L'Église de Jésus-Christ des Saints des Derniers Jours a, quant à elle , suivi durant quelques années la «Loi de Consécration», qui consistait en un partage équitable des richesses mais aussi du travail, selon les besoins et possibilités de chacun, ce qui reste d'ailleurs un de ses objectifs théoriques.

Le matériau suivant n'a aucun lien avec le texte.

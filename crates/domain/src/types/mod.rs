//! Domain data types for tasks and external calendar state.

pub mod calendar;
pub mod task;

pub use calendar::{
    CalendarCredential, EventDraft, EventDraftTime, EventPatch, EventTime, ExternalEvent,
    SyncWindow,
};
pub use task::{Task, TaskDraft, TaskPatch, TaskPriority, TaskSource};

Les actuelles communautés Amish de Pennsylvanie ressemblent par bien des côtés à des communautés anarchistes : refus des contacts avec l'État, libre choix d'adhérer ou non au mode de vie, prise de décision en commun. Cependant, l'égalité des sexes n'est pas réalisée dans ces communautés, et elles obéissent à une morale assez stricte et conventionnelle.

Penseurs

Différentes personnes ont pensé et rédigé sur l'anarchisme chrétien ; nombre d'écrits étaient des revues locales dont il est complexe d'avoir trace ou de récupérer les textes, mais certains penseurs ont dédié partie de leur vie à cette théorie (fréquemment perçue comme obligatoirement doublée de pratique) soit directement soit par des études des aspects subversifs et opposés à tout ordre établi des Évangiles.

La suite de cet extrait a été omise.